YOUR TASK
Show all lines containing "VersionSummary" from the data below.

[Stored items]

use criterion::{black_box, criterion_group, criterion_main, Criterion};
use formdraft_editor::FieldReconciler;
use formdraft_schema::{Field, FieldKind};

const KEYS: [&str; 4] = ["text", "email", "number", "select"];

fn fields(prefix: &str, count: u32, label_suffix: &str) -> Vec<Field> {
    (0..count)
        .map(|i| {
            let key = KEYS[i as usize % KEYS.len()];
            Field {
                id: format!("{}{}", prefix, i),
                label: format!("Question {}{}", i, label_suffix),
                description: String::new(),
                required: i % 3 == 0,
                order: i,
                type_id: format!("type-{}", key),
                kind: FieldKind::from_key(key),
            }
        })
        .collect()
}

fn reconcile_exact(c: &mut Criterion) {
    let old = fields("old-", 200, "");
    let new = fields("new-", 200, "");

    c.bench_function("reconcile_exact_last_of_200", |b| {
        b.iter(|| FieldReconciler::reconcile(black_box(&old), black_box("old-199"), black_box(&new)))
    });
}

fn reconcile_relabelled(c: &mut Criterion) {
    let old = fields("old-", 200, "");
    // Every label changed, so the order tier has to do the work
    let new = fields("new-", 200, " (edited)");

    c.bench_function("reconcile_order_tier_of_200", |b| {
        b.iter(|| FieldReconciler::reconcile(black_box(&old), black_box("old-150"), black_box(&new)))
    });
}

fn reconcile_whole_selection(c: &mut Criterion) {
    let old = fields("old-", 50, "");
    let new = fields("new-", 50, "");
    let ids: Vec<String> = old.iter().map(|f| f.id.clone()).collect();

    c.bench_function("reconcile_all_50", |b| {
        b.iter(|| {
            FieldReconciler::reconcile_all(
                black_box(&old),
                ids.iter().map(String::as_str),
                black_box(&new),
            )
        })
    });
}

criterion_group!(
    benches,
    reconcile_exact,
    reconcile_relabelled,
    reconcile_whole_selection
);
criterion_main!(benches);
--
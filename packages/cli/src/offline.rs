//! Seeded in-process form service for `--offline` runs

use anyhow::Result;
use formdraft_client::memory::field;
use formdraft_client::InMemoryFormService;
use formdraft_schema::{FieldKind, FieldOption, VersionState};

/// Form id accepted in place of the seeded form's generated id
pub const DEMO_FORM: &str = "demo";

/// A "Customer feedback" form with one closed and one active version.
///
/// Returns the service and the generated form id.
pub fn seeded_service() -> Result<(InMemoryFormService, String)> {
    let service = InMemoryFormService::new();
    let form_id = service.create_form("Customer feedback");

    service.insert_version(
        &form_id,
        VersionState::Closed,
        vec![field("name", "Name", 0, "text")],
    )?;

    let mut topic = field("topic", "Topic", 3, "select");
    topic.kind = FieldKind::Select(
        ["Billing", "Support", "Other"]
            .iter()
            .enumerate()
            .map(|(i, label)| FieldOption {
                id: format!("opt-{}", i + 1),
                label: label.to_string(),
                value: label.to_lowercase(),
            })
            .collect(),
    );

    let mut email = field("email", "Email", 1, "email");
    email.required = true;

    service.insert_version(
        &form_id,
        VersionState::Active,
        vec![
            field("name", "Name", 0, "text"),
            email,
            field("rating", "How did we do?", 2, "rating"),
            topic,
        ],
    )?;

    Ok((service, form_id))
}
--
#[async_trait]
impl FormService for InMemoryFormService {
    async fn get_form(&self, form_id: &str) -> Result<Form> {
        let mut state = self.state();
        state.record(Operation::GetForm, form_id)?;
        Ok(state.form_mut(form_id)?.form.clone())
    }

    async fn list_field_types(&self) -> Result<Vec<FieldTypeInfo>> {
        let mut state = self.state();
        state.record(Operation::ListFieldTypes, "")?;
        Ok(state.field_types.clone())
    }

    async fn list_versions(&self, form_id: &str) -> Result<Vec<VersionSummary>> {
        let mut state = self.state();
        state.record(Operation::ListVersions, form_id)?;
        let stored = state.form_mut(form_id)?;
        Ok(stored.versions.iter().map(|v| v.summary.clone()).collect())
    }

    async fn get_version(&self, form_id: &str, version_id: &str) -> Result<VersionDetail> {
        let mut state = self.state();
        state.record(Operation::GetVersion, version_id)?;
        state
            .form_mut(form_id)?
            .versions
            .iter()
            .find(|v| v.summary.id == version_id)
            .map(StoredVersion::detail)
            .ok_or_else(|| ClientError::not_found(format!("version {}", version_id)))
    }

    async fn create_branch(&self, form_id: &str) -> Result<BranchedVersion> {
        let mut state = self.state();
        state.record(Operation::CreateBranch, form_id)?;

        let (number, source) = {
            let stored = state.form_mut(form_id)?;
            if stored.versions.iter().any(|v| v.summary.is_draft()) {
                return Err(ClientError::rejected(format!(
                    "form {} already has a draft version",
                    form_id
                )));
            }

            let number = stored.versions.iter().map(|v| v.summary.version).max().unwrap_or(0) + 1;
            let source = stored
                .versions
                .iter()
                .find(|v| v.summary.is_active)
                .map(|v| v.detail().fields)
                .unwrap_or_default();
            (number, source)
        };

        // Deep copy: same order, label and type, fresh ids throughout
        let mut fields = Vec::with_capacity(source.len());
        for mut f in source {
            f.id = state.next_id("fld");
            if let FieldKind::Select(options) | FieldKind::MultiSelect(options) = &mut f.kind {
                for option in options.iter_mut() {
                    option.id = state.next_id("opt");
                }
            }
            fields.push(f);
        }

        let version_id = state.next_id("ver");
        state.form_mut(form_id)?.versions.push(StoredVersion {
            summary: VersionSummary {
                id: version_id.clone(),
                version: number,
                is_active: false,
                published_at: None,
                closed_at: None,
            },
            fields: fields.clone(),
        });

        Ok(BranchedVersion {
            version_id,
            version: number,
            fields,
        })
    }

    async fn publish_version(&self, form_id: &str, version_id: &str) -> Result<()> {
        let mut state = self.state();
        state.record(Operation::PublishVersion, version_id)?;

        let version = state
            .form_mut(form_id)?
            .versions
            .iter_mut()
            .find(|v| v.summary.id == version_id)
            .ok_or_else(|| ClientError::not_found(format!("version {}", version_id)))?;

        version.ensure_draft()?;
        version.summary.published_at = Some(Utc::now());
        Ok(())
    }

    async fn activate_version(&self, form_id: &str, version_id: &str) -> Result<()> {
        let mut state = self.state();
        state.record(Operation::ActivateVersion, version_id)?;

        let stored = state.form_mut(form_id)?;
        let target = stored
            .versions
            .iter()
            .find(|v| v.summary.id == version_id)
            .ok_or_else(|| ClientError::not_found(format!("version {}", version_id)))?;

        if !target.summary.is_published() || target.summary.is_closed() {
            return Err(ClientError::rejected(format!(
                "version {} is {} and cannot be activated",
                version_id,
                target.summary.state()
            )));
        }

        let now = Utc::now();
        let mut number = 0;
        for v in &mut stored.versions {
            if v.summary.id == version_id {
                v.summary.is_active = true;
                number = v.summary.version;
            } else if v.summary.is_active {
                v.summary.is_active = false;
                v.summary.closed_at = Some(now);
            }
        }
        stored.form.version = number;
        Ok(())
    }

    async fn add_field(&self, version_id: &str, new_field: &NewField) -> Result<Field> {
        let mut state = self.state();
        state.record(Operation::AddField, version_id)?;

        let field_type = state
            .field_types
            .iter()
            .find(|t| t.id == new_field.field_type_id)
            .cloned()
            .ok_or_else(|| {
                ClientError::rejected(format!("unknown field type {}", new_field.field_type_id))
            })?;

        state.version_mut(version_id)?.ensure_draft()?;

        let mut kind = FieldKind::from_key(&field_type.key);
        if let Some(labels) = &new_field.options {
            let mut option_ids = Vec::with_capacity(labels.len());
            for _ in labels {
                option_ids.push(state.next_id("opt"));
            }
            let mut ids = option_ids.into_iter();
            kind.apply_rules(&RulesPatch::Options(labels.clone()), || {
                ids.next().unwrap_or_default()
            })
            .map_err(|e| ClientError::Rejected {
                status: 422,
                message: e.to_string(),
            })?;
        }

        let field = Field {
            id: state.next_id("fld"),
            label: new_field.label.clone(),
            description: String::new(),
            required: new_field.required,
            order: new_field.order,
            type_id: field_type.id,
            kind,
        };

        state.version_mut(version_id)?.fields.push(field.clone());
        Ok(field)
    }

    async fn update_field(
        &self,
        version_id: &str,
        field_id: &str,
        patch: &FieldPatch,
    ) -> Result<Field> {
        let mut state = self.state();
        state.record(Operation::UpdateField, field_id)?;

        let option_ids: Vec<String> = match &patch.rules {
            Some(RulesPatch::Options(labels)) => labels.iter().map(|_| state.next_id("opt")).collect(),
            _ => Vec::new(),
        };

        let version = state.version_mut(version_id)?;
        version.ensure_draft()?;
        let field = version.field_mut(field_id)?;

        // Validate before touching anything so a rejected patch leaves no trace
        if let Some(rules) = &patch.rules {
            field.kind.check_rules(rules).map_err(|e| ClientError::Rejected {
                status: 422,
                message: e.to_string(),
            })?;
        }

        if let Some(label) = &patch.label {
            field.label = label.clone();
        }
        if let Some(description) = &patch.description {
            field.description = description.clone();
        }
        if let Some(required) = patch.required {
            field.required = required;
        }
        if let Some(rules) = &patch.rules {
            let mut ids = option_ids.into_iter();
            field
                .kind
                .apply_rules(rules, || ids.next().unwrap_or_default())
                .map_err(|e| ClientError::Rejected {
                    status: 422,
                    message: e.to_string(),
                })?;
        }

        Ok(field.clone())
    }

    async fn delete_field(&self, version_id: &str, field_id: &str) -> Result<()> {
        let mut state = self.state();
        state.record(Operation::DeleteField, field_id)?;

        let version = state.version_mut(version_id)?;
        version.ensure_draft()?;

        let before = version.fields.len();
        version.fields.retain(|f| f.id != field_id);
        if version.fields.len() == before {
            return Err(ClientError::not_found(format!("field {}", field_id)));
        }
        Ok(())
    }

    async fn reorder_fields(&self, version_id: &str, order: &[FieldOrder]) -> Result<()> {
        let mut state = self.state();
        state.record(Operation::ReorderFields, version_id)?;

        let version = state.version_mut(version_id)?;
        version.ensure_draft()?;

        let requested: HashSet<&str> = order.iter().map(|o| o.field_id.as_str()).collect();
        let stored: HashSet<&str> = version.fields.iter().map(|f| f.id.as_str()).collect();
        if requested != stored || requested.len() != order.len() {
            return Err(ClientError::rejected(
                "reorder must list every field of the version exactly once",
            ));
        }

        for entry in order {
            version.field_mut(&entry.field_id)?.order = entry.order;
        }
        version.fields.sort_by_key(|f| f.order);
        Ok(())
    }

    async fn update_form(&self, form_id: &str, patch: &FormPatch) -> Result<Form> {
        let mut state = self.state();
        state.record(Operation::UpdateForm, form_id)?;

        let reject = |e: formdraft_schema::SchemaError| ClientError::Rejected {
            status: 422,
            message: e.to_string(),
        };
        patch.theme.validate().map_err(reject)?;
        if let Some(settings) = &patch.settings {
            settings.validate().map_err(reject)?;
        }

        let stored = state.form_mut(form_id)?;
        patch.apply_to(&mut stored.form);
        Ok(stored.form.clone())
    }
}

ANSWER TO THE EXERCISE
    async fn list_versions(&self, form_id: &str) -> Result<Vec<VersionSummary>> {
            summary: VersionSummary {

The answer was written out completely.